• What the task requires
What is the number of lines below that include "children"? Give that number alone.

=== Records shown ===

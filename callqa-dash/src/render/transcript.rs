//! Transcript view
//!
//! Each segment gets a stable element id (`seg-{index}`) and carries its start
//! time so a seek can find and highlight it.

use super::{text_or_dash, Element, Node, Surface, Target, NO_DATA};
use callqa_common::models::TranscriptDoc;

/// Class applied to the segment matching the last seek
pub const HIGHLIGHT_CLASS: &str = "highlight";

/// Attribute carrying a segment's start time
pub const START_ATTR: &str = "data-ts";

pub fn segment_id(index: usize) -> String {
    format!("seg-{}", index)
}

pub fn render(doc: &TranscriptDoc) -> Vec<Node> {
    if doc.segments.is_empty() {
        return vec![Element::new("p").class("no-data").text(NO_DATA).into()];
    }

    doc.segments
        .iter()
        .enumerate()
        .map(|(i, seg)| {
            let start = seg.start_timestamp.as_deref().map(str::trim).unwrap_or("");
            let speaker = text_or_dash(seg.speaker.as_deref());
            let mut entry = Element::new("div")
                .id(segment_id(i))
                .class("segment")
                .child(Element::new("span").class("segment-time").text(start))
                .child(Element::new("span").class("segment-speaker").text(speaker))
                .child(
                    Element::new("span")
                        .class("segment-text")
                        .text(seg.text.as_deref().unwrap_or("")),
                );
            if !start.is_empty() {
                entry = entry.attr(START_ATTR, start);
            }
            entry.into()
        })
        .collect()
}

/// `(start time, element id)` for each segment with a start time, in order
pub fn index(doc: &TranscriptDoc) -> Vec<(String, String)> {
    doc.segments
        .iter()
        .enumerate()
        .filter_map(|(i, seg)| {
            let start = seg.start_timestamp.as_deref()?.trim();
            (!start.is_empty()).then(|| (start.to_string(), segment_id(i)))
        })
        .collect()
}

pub fn draw(doc: &TranscriptDoc, surface: &mut dyn Surface) {
    surface.replace(Target::Transcript, render(doc));
}
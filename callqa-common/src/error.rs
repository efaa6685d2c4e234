//! Common error types for CallQA

use std::path::PathBuf;
use thiserror::Error;

/// Common result type for CallQA operations
pub type Result<T> = std::result::Result<T, Error>;

/// Common error types shared by the CallQA crates
#[derive(Error, Debug)]
pub enum Error {
    /// I/O operation error (wraps std::io::Error)
    #[error("IO error: {0}")]
    Io(#[from] std::io::Error),

    /// Configuration file could not be parsed
    #[error("Configuration parse error in {path}: {source}")]
    ConfigParse {
        path: PathBuf,
        #[source]
        source: toml::de::Error,
    },

    /// Configuration loading or validation error
    #[error("Configuration error: {0}")]
    Config(String),

    /// Invalid user input or request parameter
    #[error("Invalid input: {0}")]
    InvalidInput(String),
}
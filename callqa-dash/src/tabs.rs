//! Part 1 / Part 2 tab switching

use crate::playback::AudioUnitId;
use crate::render::{Element, Surface, Target};
use std::fmt;
use std::str::FromStr;

pub const ACTIVE_CLASS: &str = "active";

/// The two mutually exclusive views
#[derive(Debug, Clone, Copy, PartialEq, Eq, Default)]
pub enum Tab {
    #[default]
    Part1,
    Part2,
}

impl Tab {
    pub fn name(self) -> &'static str {
        match self {
            Tab::Part1 => "part1",
            Tab::Part2 => "part2",
        }
    }

    pub fn label(self) -> &'static str {
        match self {
            Tab::Part1 => "Part 1",
            Tab::Part2 => "Part 2",
        }
    }

    pub fn tab_target(self) -> Target {
        match self {
            Tab::Part1 => Target::Part1Tab,
            Tab::Part2 => Target::Part2Tab,
        }
    }

    pub fn view_target(self) -> Target {
        match self {
            Tab::Part1 => Target::Part1View,
            Tab::Part2 => Target::Part2View,
        }
    }

    /// Audio unit that timestamp controls in this view drive
    pub fn audio_unit(self) -> AudioUnitId {
        match self {
            Tab::Part1 => AudioUnitId::Primary,
            Tab::Part2 => AudioUnitId::Secondary,
        }
    }

    fn button_id(self) -> String {
        format!("{}-button", self.tab_target().id())
    }

    fn other(self) -> Tab {
        match self {
            Tab::Part1 => Tab::Part2,
            Tab::Part2 => Tab::Part1,
        }
    }
}

impl fmt::Display for Tab {
    fn fmt(&self, f: &mut fmt::Formatter<'_>) -> fmt::Result {
        f.write_str(self.name())
    }
}

impl FromStr for Tab {
    type Err = String;

    fn from_str(s: &str) -> Result<Self, Self::Err> {
        match s.trim().to_ascii_lowercase().as_str() {
            "part1" | "1" => Ok(Tab::Part1),
            "part2" | "2" => Ok(Tab::Part2),
            other => Err(format!("unknown tab '{}' (expected part1 or part2)", other)),
        }
    }
}

/// Tracks the active tab and applies visibility to the surface
#[derive(Debug, Default)]
pub struct TabController {
    active: Tab,
}

impl TabController {
    pub fn new() -> Self {
        Self::default()
    }

    pub fn active(&self) -> Tab {
        self.active
    }

    /// Draw both tab headers with Part 1 active
    pub fn draw(&mut self, surface: &mut dyn Surface) {
        for tab in [Tab::Part1, Tab::Part2] {
            let button = Element::new("button")
                .id(tab.button_id())
                .class("tab")
                .attr("data-tab", tab.name())
                .text(tab.label());
            surface.replace(tab.tab_target(), vec![button.into()]);
        }
        self.activate(Tab::Part1, surface);
    }

    /// Show `tab`, hide the other
    ///
    /// Returns true when the caller should refresh Part-2 data. Activating
    /// Part 2 always asks for a refresh, even if it was already active.
    pub fn activate(&mut self, tab: Tab, surface: &mut dyn Surface) -> bool {
        let other = tab.other();
        surface.set_visible(tab.view_target(), true);
        surface.set_visible(other.view_target(), false);
        surface.set_element_class(tab.tab_target(), &tab.button_id(), ACTIVE_CLASS, true);
        surface.set_element_class(other.tab_target(), &other.button_id(), ACTIVE_CLASS, false);
        self.active = tab;
        tab == Tab::Part2
    }
}

#[cfg(test)]
mod tests {
    use super::*;
    use crate::render::HeadlessDocument;

    #[test]
    fn test_from_str() {
        assert_eq!("part2".parse::<Tab>(), Ok(Tab::Part2));
        assert_eq!(" Part1 ".parse::<Tab>(), Ok(Tab::Part1));
        assert!("part3".parse::<Tab>().is_err());
    }

    #[test]
    fn test_views_are_mutually_exclusive() {
        let mut surface = HeadlessDocument::new();
        let mut tabs = TabController::new();
        tabs.draw(&mut surface);
        assert!(surface.is_visible(Target::Part1View));
        assert!(!surface.is_visible(Target::Part2View));

        assert!(tabs.activate(Tab::Part2, &mut surface));
        assert_eq!(tabs.active(), Tab::Part2);
        assert!(!surface.is_visible(Target::Part1View));
        assert!(surface.is_visible(Target::Part2View));
        assert!(surface.find_element("tab-part2-button").unwrap().has_class(ACTIVE_CLASS));
        assert!(!surface.find_element("tab-part1-button").unwrap().has_class(ACTIVE_CLASS));

        assert!(!tabs.activate(Tab::Part1, &mut surface));
        assert!(surface.is_visible(Target::Part1View));
    }
}
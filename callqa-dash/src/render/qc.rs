//! QC parameter panel

use super::{humanize, text_or_dash, text_or_na, Element, Node, Surface, Target, NO_DATA};
use crate::reconciler::{ReportSource, ResolvedReport};
use callqa_common::models::{QcParameter, QcReport};

fn source_label(source: ReportSource) -> &'static str {
    match source {
        ReportSource::PerCall => "call report",
        ReportSource::Static => "configured report",
        ReportSource::MergedRecord => "merged record",
    }
}

fn timestamps(param: &QcParameter) -> Node {
    let cell = Element::new("td").class("qc-timestamps");
    if param.timestamps.is_empty() {
        return cell.text(super::DASH).into();
    }
    cell.children(param.timestamps.iter().map(|ts| {
        let text = match &ts.label {
            Some(label) => format!("{}: {}", humanize(label), ts.time),
            None => ts.time.clone(),
        };
        Element::new("button")
            .class("timestamp")
            .attr(super::SEEK_ATTR, ts.time.as_str())
            .text(text)
    }))
    .into()
}

fn row(name: &str, param: &QcParameter) -> Node {
    let value = text_or_na(param.value.as_deref());
    Element::new("tr")
        .class("qc-row")
        .child(Element::new("td").class("qc-name").text(humanize(name)))
        .child(
            Element::new("td")
                .class("qc-value")
                .class(format!("qc-{}", value.to_lowercase().replace([' ', '/'], "-")))
                .text(value),
        )
        .child(Element::new("td").text(text_or_dash(param.explanation.as_deref())))
        .child(timestamps(param))
        .into()
}

/// Table of parameters, or the "No data" state
pub fn render_report(report: Option<&QcReport>, source: Option<ReportSource>) -> Vec<Node> {
    let Some(report) = report.filter(|r| !r.qc_parameters.is_empty()) else {
        return vec![Element::new("p").class("no-data").text(NO_DATA).into()];
    };

    let mut nodes = vec![Element::new("table")
        .class("qc-parameters")
        .children(report.ordered().into_iter().map(|(name, p)| row(name, p)))
        .into()];
    if let Some(source) = source {
        nodes.push(
            Element::new("p")
                .class("qc-source")
                .text(format!("Source: {}", source_label(source)))
                .into(),
        );
    }
    nodes
}

pub fn render(resolved: &ResolvedReport) -> Vec<Node> {
    render_report(resolved.report.as_ref(), resolved.source)
}

pub fn draw(resolved: &ResolvedReport, surface: &mut dyn Surface) {
    surface.replace(Target::QcParameters, render(resolved));
}

#[cfg(test)]
mod tests {
    use super::*;
    use crate::render::HeadlessDocument;
    use serde_json::json;

    #[test]
    fn test_absent_report_shows_no_data() {
        let mut surface = HeadlessDocument::new();
        draw(&ResolvedReport::default(), &mut surface);
        assert_eq!(surface.text(Target::QcParameters), NO_DATA);
    }

    #[test]
    fn test_empty_parameters_show_no_data() {
        let report = QcReport::from_document(&json!({"qc_parameters": {}})).unwrap();
        let nodes = render_report(Some(&report), Some(ReportSource::Static));
        assert_eq!(nodes[0].text_content(), NO_DATA);
    }

    #[test]
    fn test_rows_in_rubric_order_with_timestamps() {
        let report = QcReport::from_document(&json!({"qc_parameters": {
            "empathy": {"value": "NA"},
            "greetings": {"value": "Yes", "explanation": "Greeted", "timestamps": ["0:05"]},
            "disclaimer": {"value": "No", "timestamp": {"start": "1:10"}}
        }}))
        .unwrap();
        let mut surface = HeadlessDocument::new();
        draw(
            &ResolvedReport {
                report: Some(report),
                source: Some(ReportSource::MergedRecord),
            },
            &mut surface,
        );

        let names: Vec<String> = surface
            .elements_with_class(Target::QcParameters, "qc-name")
            .iter()
            .map(|el| el.text_content())
            .collect();
        assert_eq!(names, vec!["Greetings", "Disclaimer", "Empathy"]);

        let buttons = surface.elements_with_class(Target::QcParameters, "timestamp");
        assert_eq!(buttons.len(), 2);
        assert_eq!(buttons[1].get_attr(crate::render::SEEK_ATTR), Some("1:10"));
        assert!(surface.text(Target::QcParameters).contains("Start: 1:10"));
        assert!(surface.text(Target::QcParameters).ends_with("Source: merged record"));
    }
}
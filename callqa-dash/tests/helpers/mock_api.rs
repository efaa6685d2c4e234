//! Mock analysis API
//!
//! An axum server on an ephemeral localhost port serving canned responses by
//! request path. Unknown paths answer 404; every request path is recorded.

use axum::extract::State;
use axum::http::{StatusCode, Uri};
use axum::response::{IntoResponse, Response};
use axum::{Json, Router};
use serde_json::Value;
use std::collections::HashMap;
use std::sync::{Arc, Mutex};
use std::time::Duration;

#[derive(Clone)]
enum Reply {
    Json(Value),
    Status(u16),
    Text(String),
}

#[derive(Clone)]
struct Route {
    reply: Reply,
    delay: Option<Duration>,
}

#[derive(Clone)]
struct MockState {
    routes: Arc<HashMap<String, Route>>,
    requests: Arc<Mutex<Vec<String>>>,
}

async fn handle(State(state): State<MockState>, uri: Uri) -> Response {
    let path = uri.path().to_string();
    state.requests.lock().unwrap().push(path.clone());

    let Some(route) = state.routes.get(&path) else {
        return StatusCode::NOT_FOUND.into_response();
    };
    if let Some(delay) = route.delay {
        tokio::time::sleep(delay).await;
    }
    match &route.reply {
        Reply::Json(value) => Json(value.clone()).into_response(),
        Reply::Status(code) => StatusCode::from_u16(*code)
            .unwrap_or(StatusCode::INTERNAL_SERVER_ERROR)
            .into_response(),
        Reply::Text(body) => body.clone().into_response(),
    }
}

/// Builder for a [`MockApi`]
#[derive(Default)]
pub struct MockApiBuilder {
    routes: HashMap<String, Route>,
}

impl MockApiBuilder {
    pub fn new() -> Self {
        Self::default()
    }

    fn route(mut self, path: &str, reply: Reply) -> Self {
        self.routes
            .insert(path.to_string(), Route { reply, delay: None });
        self
    }

    /// Serve JSON at `path` (as it appears on the wire, percent-encoded)
    pub fn json(self, path: &str, value: Value) -> Self {
        self.route(path, Reply::Json(value))
    }

    pub fn status(self, path: &str, code: u16) -> Self {
        self.route(path, Reply::Status(code))
    }

    /// Serve a non-JSON body with status 200
    pub fn text(self, path: &str, body: &str) -> Self {
        self.route(path, Reply::Text(body.to_string()))
    }

    pub fn delay(mut self, path: &str, delay: Duration) -> Self {
        if let Some(route) = self.routes.get_mut(path) {
            route.delay = Some(delay);
        }
        self
    }

    /// Bind to 127.0.0.1:0 and serve in the background
    pub async fn spawn(self) -> MockApi {
        let requests = Arc::new(Mutex::new(Vec::new()));
        let state = MockState {
            routes: Arc::new(self.routes),
            requests: Arc::clone(&requests),
        };
        let app = Router::new().fallback(handle).with_state(state);

        let listener = tokio::net::TcpListener::bind("127.0.0.1:0").await.unwrap();
        let addr = listener.local_addr().unwrap();
        tokio::spawn(async move {
            axum::serve(listener, app).await.unwrap();
        });

        MockApi {
            base_url: format!("http://{}", addr),
            requests,
        }
    }
}

/// Running mock API
pub struct MockApi {
    pub base_url: String,
    requests: Arc<Mutex<Vec<String>>>,
}

impl MockApi {
    /// Paths requested so far, in order
    pub fn requests(&self) -> Vec<String> {
        self.requests.lock().unwrap().clone()
    }
}

/// A base URL nothing is listening on
pub async fn closed_port_url() -> String {
    let listener = tokio::net::TcpListener::bind("127.0.0.1:0").await.unwrap();
    let addr = listener.local_addr().unwrap();
    drop(listener);
    format!("http://{}", addr)
}
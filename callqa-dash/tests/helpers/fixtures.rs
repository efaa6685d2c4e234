//! Canned API documents

use serde_json::{json, Value};

pub fn metadata_doc() -> Value {
    json!({
        "top": {
            "accuracy": 90,
            "questions_asked": 9,
            "total_questions": 10,
            "documentation_errors": 1,
            "critical_errors": 2,
            "duration": "10:30"
        },
        "speaker": {"agent_seconds": 300, "agent_pct": 47.6, "doctor_wpm": 135},
        "mer_pdf_url": "/files/mer.pdf"
    })
}

pub fn report_doc() -> Value {
    json!({
        "summary": {
            "critical_issues": ["Disclaimer not read"],
            "recommendations": ["Confirm nominee details"]
        },
        "qa_matrix": [
            {"question_id": "Q1", "question_text": "Any surgeries?", "status": "Correct",
             "timestamp": "0:05"},
            {"question_id": "Q2", "question_text": "Any medication?", "status": "Incorrect",
             "timestamp": "1:00"},
            {"question_id": "PP.1", "question_text": "Nominee?", "status": "Missing",
             "expected_response": "N/A"}
        ]
    })
}

pub fn transcript_doc() -> Value {
    json!({
        "segments": [
            {"speaker": "Agent", "start_timestamp": "0:00", "text": "Good morning"},
            {"speaker": "Customer", "start_timestamp": "0:05", "text": "Morning"},
            {"speaker": "Agent", "start_timestamp": "1:00", "text": "Any medication?"}
        ]
    })
}

pub fn qc_doc(greetings: &str) -> Value {
    json!({
        "qc_parameters": {
            "greetings": {"value": greetings, "timestamps": ["0:00"]},
            "disclaimer": {"value": "No", "explanation": "Not read"}
        }
    })
}

pub fn record_doc() -> Value {
    json!({
        "id": "R1",
        "calls": [{"index": 1, "duration_sec": 630}],
        "aggregate": {"total_score": 1450, "max_score": 1600, "percentage": 90.63,
                      "category": "Above Average", "breakdown": {"greetings": 100}},
        "merged": {"qc": qc_doc("Partial")},
        "final_decision": {"OPS_ATTENTION": [{"issue": "Customer hesitated"}]}
    })
}
//! Part-2 documents: secondary QC report and QC score

use super::documents::{lenient_f64, lenient_string};
use super::null_as_default;
use serde::{Deserialize, Deserializer, Serialize};
use serde_json::Value;
use std::collections::BTreeMap;

/// Field whose presence marks a QC report as complete
pub const QC_PARAMETERS_FIELD: &str = "qc_parameters";

/// Rubric order used when listing QC parameters
pub const QC_PARAMETER_ORDER: &[&str] = &[
    "greetings",
    "call_opening",
    "language_preference",
    "id_validation",
    "disclaimer",
    "politeness",
    "empathy",
    "communication_skills",
    "probing",
    "observations",
    "call_closure",
];

/// Secondary QC report with its parameters present
#[derive(Debug, Clone, Default, PartialEq, Serialize, Deserialize)]
pub struct QcReport {
    #[serde(default, deserialize_with = "null_as_default")]
    pub qc_parameters: BTreeMap<String, QcParameter>,
}

impl QcReport {
    /// Extract a complete QC report from a fetched document
    ///
    /// Returns `None` when the document is not an object, when
    /// `qc_parameters` is missing or null, or when it is not an object.
    /// An explicitly empty `qc_parameters` object counts as complete.
    pub fn from_document(document: &Value) -> Option<Self> {
        let params = document
            .as_object()?
            .get(QC_PARAMETERS_FIELD)?
            .as_object()?;
        let qc_parameters = params
            .iter()
            .map(|(name, value)| (name.clone(), QcParameter::from_value(value)))
            .collect();
        Some(Self { qc_parameters })
    }

    pub fn parameter(&self, name: &str) -> Option<&QcParameter> {
        self.qc_parameters.get(name)
    }

    /// Parameter value (`Yes`, `No`, `Partial`, `NA`) by name
    pub fn value_of(&self, name: &str) -> Option<&str> {
        self.parameter(name).and_then(|p| p.value.as_deref())
    }

    /// Parameters in rubric order, followed by any others alphabetically
    pub fn ordered(&self) -> Vec<(&str, &QcParameter)> {
        let mut out: Vec<(&str, &QcParameter)> = QC_PARAMETER_ORDER
            .iter()
            .filter_map(|name| self.qc_parameters.get_key_value(*name))
            .map(|(k, v)| (k.as_str(), v))
            .collect();
        out.extend(
            self.qc_parameters
                .iter()
                .filter(|(k, _)| !QC_PARAMETER_ORDER.contains(&k.as_str()))
                .map(|(k, v)| (k.as_str(), v)),
        );
        out
    }
}

/// One rubric item
#[derive(Debug, Clone, Default, PartialEq, Serialize, Deserialize)]
pub struct QcParameter {
    #[serde(default, deserialize_with = "lenient_string")]
    pub value: Option<String>,
    #[serde(default, deserialize_with = "lenient_string")]
    pub explanation: Option<String>,
    /// Accepts both `timestamps` and the singular `timestamp` key
    #[serde(default, alias = "timestamp")]
    pub timestamps: Timestamps,
}

impl QcParameter {
    /// Decode one parameter; a bare string is taken as the value
    pub fn from_value(value: &Value) -> Self {
        match value {
            Value::String(s) => Self {
                value: Some(s.clone()),
                ..Default::default()
            },
            other => Self::deserialize(other).unwrap_or_default(),
        }
    }
}

/// Timestamp with an optional label (`self_intro`, `good_examples`, ...)
#[derive(Debug, Clone, PartialEq, Eq, Serialize)]
pub struct LabeledTimestamp {
    pub label: Option<String>,
    pub time: String,
}

/// Normalised timestamps of a QC parameter
///
/// The analyser emits a single string, a list of strings, or a table of
/// named timestamps whose values are strings or lists. All shapes flatten
/// to an ordered list; empty strings and non-string entries are dropped.
#[derive(Debug, Clone, Default, PartialEq, Eq, Serialize)]
pub struct Timestamps(pub Vec<LabeledTimestamp>);

impl Timestamps {
    pub fn from_value(value: &Value) -> Self {
        let mut out = Vec::new();
        match value {
            Value::String(_) | Value::Array(_) => push_times(&mut out, None, value),
            Value::Object(map) => {
                for (label, inner) in map {
                    push_times(&mut out, Some(label), inner);
                }
            }
            _ => {}
        }
        Self(out)
    }

    pub fn iter(&self) -> impl Iterator<Item = &LabeledTimestamp> {
        self.0.iter()
    }

    pub fn is_empty(&self) -> bool {
        self.0.is_empty()
    }

    pub fn len(&self) -> usize {
        self.0.len()
    }
}

fn push_times(out: &mut Vec<LabeledTimestamp>, label: Option<&String>, value: &Value) {
    match value {
        Value::String(s) if !s.trim().is_empty() => out.push(LabeledTimestamp {
            label: label.cloned(),
            time: s.trim().to_string(),
        }),
        Value::Array(items) => {
            for item in items {
                if let Value::String(_) = item {
                    push_times(out, label, item);
                }
            }
        }
        _ => {}
    }
}

impl<'de> Deserialize<'de> for Timestamps {
    fn deserialize<D>(deserializer: D) -> Result<Self, D::Error>
    where
        D: Deserializer<'de>,
    {
        let value = Value::deserialize(deserializer)?;
        Ok(Self::from_value(&value))
    }
}

// ========================================
// QC score (GET /api/qcscore)
// ========================================

/// Weighted QC score for one call
#[derive(Debug, Clone, Default, PartialEq, Serialize, Deserialize)]
pub struct QcScoreDoc {
    #[serde(default, deserialize_with = "lenient_f64")]
    pub total_score: Option<f64>,
    #[serde(default, deserialize_with = "lenient_f64")]
    pub max_score: Option<f64>,
    #[serde(default, deserialize_with = "lenient_f64")]
    pub percentage: Option<f64>,
    /// Good, Above Average, Average, Poor
    #[serde(default, deserialize_with = "lenient_string")]
    pub category: Option<String>,
    #[serde(default, deserialize_with = "null_as_default")]
    pub breakdown: BTreeMap<String, f64>,
    #[serde(default, deserialize_with = "null_as_default")]
    pub derived: QcScoreDerived,
}

/// Inputs the score was derived from
#[derive(Debug, Clone, Default, PartialEq, Serialize, Deserialize)]
pub struct QcScoreDerived {
    #[serde(default, deserialize_with = "lenient_f64")]
    pub complete_mer_pct: Option<f64>,
    #[serde(default, deserialize_with = "lenient_f64")]
    pub correct_documentation_pct: Option<f64>,
    #[serde(default, deserialize_with = "lenient_f64")]
    pub call_duration_min: Option<f64>,
    #[serde(default, deserialize_with = "lenient_f64")]
    pub doctor_wpm: Option<f64>,
}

===

• Completed task
2